Thursday, February 2, 2012

What's so bad about public discourse today (Part 2)

In my earlier post on this topic, I looked mainly at phenomena related to modern mass media.  Most of the problems I'm going to look at today aren't nearly as new, but in combination with one another and with the problems I discussed last time, they've become particularly prevalent, and their effects are often extremely nefarious. 

Hunger for a Panacea

As problems become more complex and harder to solve, there is a natural human tendency to look for simple, catch-all answers and solutions.  It's a search for a sense of control in a world too complex for any of us to fully understand.  But however natural this tendency may be, it's unhelpful when it comes time to grapple with problems in the real world.  This tendency deceives people into thinking that shallow soundbites are meaningful, and worse, it makes them susceptible to dogma, ideology, demagoguery, and various other sorts of false salvation which make them even less able to address the problems they face in an honest and effective way. This tendency is also what gives so much potency to many of the other problems I'll discuss below.  

Demagoguery


Demagoguery is nothing new, but with fear and anxiety about the future at fever pitch in our society today, and in an age when the average teenager has at his fingertips communication tools which Hitler and Goebbels could only have dreamed of, demagogues are making lots of problems and have the potential to make even more.  


Logical Fallacies

It's shocking how many people can't assess the validity of the the logic of anything beyond the most basic "if-then" statements.  It's not sexy and exciting, but solid logic is an indispensable tool in any critical thinking toolbox, and it's also a key facilitator of meaningful and constructive dialogue between conflicting ideas. 

Backlash against Science

The backlash against science in our society today is remarkable.  I don't know the latest statistics on how many Americans believe in evolution, but I suspect that it hasn't improved much since this stunning 2009 survey.

The treasure and human effort this country has poured into science and the benefits it has reaped from its investment are staggering in their own right. The dismissal of science by so many Americans is also breathtaking of its own merit. Taken together, these things should constitute a gargantuan mindfuck.  Your everloving head should explode.  But sadly, it's come to seem almost normal.  Contemplate it next time your mind is in an altered state and tell me what the fuck happens. Maybe you can get it to seem weird again. 

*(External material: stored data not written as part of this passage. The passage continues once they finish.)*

//! Propostas Seed
//!
//! Upserts the sector AI agents into the proposals backend and reports
//! which ones made it.

pub mod agents;
pub mod error;
pub mod store;

use std::fmt;

use chrono::{DateTime, Utc};

pub use agents::{all_agents, Agent};
pub use error::SeedError;
pub use store::{AgentStore, HttpAgentStore, MemoryAgentStore};

/// Connection settings, all required unless running dry
#[derive(Debug, Clone, PartialEq, Eq)]
pub struct SeedConfig {
    pub api_url: String,
    pub service_key: String,
}

impl SeedConfig {
    /// Every missing variable is reported at once
    pub fn resolve(api_url: Option<String>, service_key: Option<String>) -> Result<Self, SeedError> {
        let api_url = api_url.filter(|v| !v.trim().is_empty());
        let service_key = service_key.filter(|v| !v.trim().is_empty());
        match (api_url, service_key) {
            (Some(api_url), Some(service_key)) => Ok(Self { api_url, service_key }),
            (api_url, service_key) => {
                let mut missing = Vec::new();
                if api_url.is_none() {
                    missing.push("SEED_API_URL");
                }
                if service_key.is_none() {
                    missing.push("SEED_SERVICE_KEY");
                }
                Err(SeedError::MissingConfig(missing))
            }
        }
    }
}

#[derive(Debug, Clone)]
pub struct SeedSummary {
    pub started_at: DateTime<Utc>,
    pub inserted: Vec<String>,
    pub failed: Vec<(String, String)>,
}

impl SeedSummary {
    pub fn is_success(&self) -> bool {
        self.failed.is_empty()
    }
}

impl fmt::Display for SeedSummary {
    fn fmt(&self, f: &mut fmt::Formatter<'_>) -> fmt::Result {
        writeln!(f, "Seed started {}", self.started_at.format("%Y-%m-%d %H:%M:%S UTC"))?;
        writeln!(f, "  inserted: {}", self.inserted.len())?;
        for id in &self.inserted {
            writeln!(f, "    + {}", id)?;
        }
        write!(f, "  failed:   {}", self.failed.len())?;
        for (id, reason) in &self.failed {
            write!(f, "\n    - {}: {}", id, reason)?;
        }
        Ok(())
    }
}

/// Upsert every agent, one after the other. A failure does not stop the run.
pub async fn run_seed(store: &dyn AgentStore, agents: &[Agent]) -> SeedSummary {
    let mut summary = SeedSummary {
        started_at: Utc::now(),
        inserted: Vec::new(),
        failed: Vec::new(),
    };
    for agent in agents {
        match store.upsert_agent(agent).await {
            Ok(()) => {
                tracing::info!(agent = %agent.id, "agent upserted");
                summary.inserted.push(agent.id.clone());
            }
            Err(err) => {
                tracing::error!(agent = %agent.id, error = %err, "agent upsert failed");
                summary.failed.push((agent.id.clone(), err.to_string()));
            }
        }
    }
    summary
}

The effects of the dismissal of science go way beyond turning some of our most profound insights into the natural world into casualties on the bloody battlefields of the culture wars.  It has also created an atmosphere in which religious ideologues can perversely claim that they are being persecuted when the rest of us insist that facts and working theories established by science form a better foundation upon which to base our shared understanding of the world around us than religious myth. 

And then we get Glenn Beck on the steps of the Lincoln Memorial taking a messy liquid shit on the memory of the struggle for civil rights by blacks.  

But worse, this creates an environment in which religious myth becomes a viable contender with scientific fact in influencing public policy.  Science is stigmatized as an oppressive ideology (how ironic when a core tenet of science is that the body of knowledge should constantly be updated, with old understandings replaced by newer, better ones through a process of dispassionate trial - anathema to the static, inflexible nature of most ideologies as we define the concept of ideology today), and teaching of the scientific method becomes viewed as some kind of a Trojan Horse for scientism, and voila, our critical thinking toolbox just got lighter again.  Soon the toolbox will be empty and we can just replace it with a sledgehammer, faith, or whatever other blunt instrument the next demagogue or snake oil salesman or conspiracy theorist foists upon us.  With our powers of critical thought so weakened, it will be damn near impossible to see him for what he is.  




And fuck, I'm out of steam.  I guess this is going to be a three part deal.  More soon.